Il percorso artistico di H!U – giunto alla quinta tappa – si fa stavolta meno solitario grazie a Stelvio, che porta in dote campioni, rumori concreti e suoni astratti da accostare agli strumenti elettrici ed elettronici; ne esce un disco perfettamente coeso ma del quale, di primo acchito, è assai difficile individuare l’immaginario di riferimento. Pulsatilla è il nome di un’erba dai molteplici usi che cresce in praterie sassose e pascoli subalpini e il disco che l’ha scelta come titolo è stato registrato a marzo sul monte Barro (Prealpi lombarde), ancora innevato: sembra di percepire la solitudine e l’isolamento, idea rinvigorita da certe aperture melodiche che ci schiudono paesaggi sconfinati e da field recording che pare quasi di poter toccare con mano. Per la maggior parte del tempo, però, il suono di Pulsatilla è quanto di più inorganico si possa immaginare e dà voce a spazi urbani e decadenti attraverso battiti sintetici e suoni freddi. Lo fa resuscitando glitch e dubstep cheprocede in modo zoppicante e fallato, col suono che tende a sbriciolarsi e i ritmi che perdono colpi; di fondo resta una fascinazione per certa elettronica dei ’90 che già avevamo notato essere nel DNA di H!U, ma tutto è filtrato da una visione critica, dove le incertezze e l’imperfezione del sistema si insinuano nelle tessiture elettroniche.
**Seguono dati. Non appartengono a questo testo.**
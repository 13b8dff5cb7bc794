//! Sanitization tests
//!
//! Malformed key/value input is repaired and reported as warnings, never
//! rejected.

use deepstack_core::sanitize::{INVALID_KEY, INVALID_KEY_TYPE, ODD_PAIR_COUNT};
use deepstack_core::{kv, Level, Value};
use pretty_assertions::assert_eq;
use std::collections::HashMap;
use tests::TestHarness;

fn attributes(h: &TestHarness) -> HashMap<String, Value> {
    h.backend.single_record().attributes
}

#[test]
fn test_valid_pairs_pass_through_without_warnings() {
    let h = TestHarness::new(Level::Debug);
    h.logger.info("msg", kv!["a", 1, "b", "two", "c", false]);

    let attrs = attributes(&h);
    assert_eq!(attrs.len(), 3);
    assert_eq!(attrs["b"], Value::from("two"));
    assert!(h.backend.warnings().is_empty());
}

#[test]
fn test_duplicate_keys_keep_last_value() {
    let h = TestHarness::new(Level::Debug);
    h.logger.info("msg", kv!["k", 1, "k", 2, "k", 3]);

    let attrs = attributes(&h);
    assert_eq!(attrs.len(), 1);
    assert_eq!(attrs["k"], Value::I64(3));
    assert!(h.backend.warnings().is_empty());
}

#[test]
fn test_odd_count_warns_once_and_drops_dangling_key() {
    let h = TestHarness::new(Level::Debug);
    h.logger.info("msg", kv!["k1", "v1", "k2", "v2", "dangling"]);

    let warnings = h.backend.warnings();
    assert_eq!(warnings.len(), 1);
    assert_eq!(warnings[0].0, ODD_PAIR_COUNT);
    assert_eq!(
        warnings[0].1,
        vec![("count".to_string(), Value::U64(5))]
    );

    let attrs = attributes(&h);
    assert_eq!(attrs.len(), 2);
    assert!(!attrs.contains_key("dangling"));
}

#[test]
fn test_non_string_key_warns_with_actual_type() {
    let h = TestHarness::new(Level::Debug);
    h.logger.info("msg", kv![123, "value1", "key2", "value2"]);

    assert_eq!(
        h.backend.warnings(),
        vec![(
            INVALID_KEY_TYPE.to_string(),
            vec![("actual_type".to_string(), Value::from("int"))]
        )]
    );

    let attrs = attributes(&h);
    assert_eq!(attrs.len(), 1);
    assert_eq!(attrs["key2"], Value::from("value2"));
}

#[test]
fn test_whitespace_key_warns_with_key() {
    let h = TestHarness::new(Level::Debug);
    h.logger.info("msg", [("user id", "42"), ("ok", "yes")]);

    assert_eq!(
        h.backend.warnings(),
        vec![(
            INVALID_KEY.to_string(),
            vec![("key".to_string(), Value::from("user id"))]
        )]
    );
    let attrs = attributes(&h);
    assert_eq!(attrs.len(), 1);
    assert!(attrs.contains_key("ok"));
}

#[test]
fn test_warnings_precede_the_record() {
    let h = TestHarness::new(Level::Debug);
    h.logger.error("msg", kv![true, 1, "k", "v"]);

    let calls = h.backend.calls();
    let warning_at = calls
        .iter()
        .position(|c| matches!(c, tests::BackendCall::Warning { .. }))
        .unwrap();
    let dispatch_at = calls
        .iter()
        .position(|c| matches!(c, tests::BackendCall::Dispatch(_)))
        .unwrap();
    assert!(warning_at < dispatch_at);
}

#[test]
fn test_every_invalid_pair_is_reported() {
    let h = TestHarness::new(Level::Debug);
    h.logger.info("msg", kv![1, "a", "b c", "d", 2.5, "e", "ok", "f", "tail"]);

    assert_eq!(
        h.backend.warning_messages(),
        vec![
            ODD_PAIR_COUNT.to_string(),
            INVALID_KEY_TYPE.to_string(),
            INVALID_KEY.to_string(),
            INVALID_KEY_TYPE.to_string(),
        ]
    );
    let attrs = attributes(&h);
    assert_eq!(attrs.len(), 1);
    assert_eq!(attrs["ok"], Value::from("f"));
}

#[test]
fn test_warning_points_at_the_logging_call() {
    let h = TestHarness::new(Level::Debug);
    let line = line!() + 1;
    h.logger.info("msg", kv!["k", "v", "dangling"]);

    let sources = h.backend.warning_sources();
    assert_eq!(sources.len(), 1);
    assert!(sources[0].file.ends_with("sanitization.rs"), "file was {}", sources[0].file);
    assert_eq!(sources[0].line, line);
    assert_eq!(h.backend.single_record().source, Some(sources[0]));
}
Quelli evocati dal disco sono due mondi all’apparenza inconciliabili, ma la cura con cui il lavoro è costruito non ci permette di credere che la soluzione sia banalmente la messa in scena di una bipolarità. No, H!U e Stelvio sembrano essere superiori a questo, così come disinteressati ad ogni facile dicotomia: nella loro visone c’è continuità fra le metropoli di vetro e acciaio e gli sconfinati panorami di pietra, fra vuoto delle aree industriali e la solitudine delle foreste; luoghi austeri dove, chi davvero lo vuole, può ritagliarsi una personale solitudine, uno spazio per una salutare spersonalizzazione. In fin dei conti, anche i titoli dei due lunghi brani che compongono il disco – La Via Per Far Fuggire Il Nemico e Va Rinforzata – danno forma a una frase che solo in apparenza è paradossale, e assume quasi il valore di una massima zen. Tutto torna, alla fine.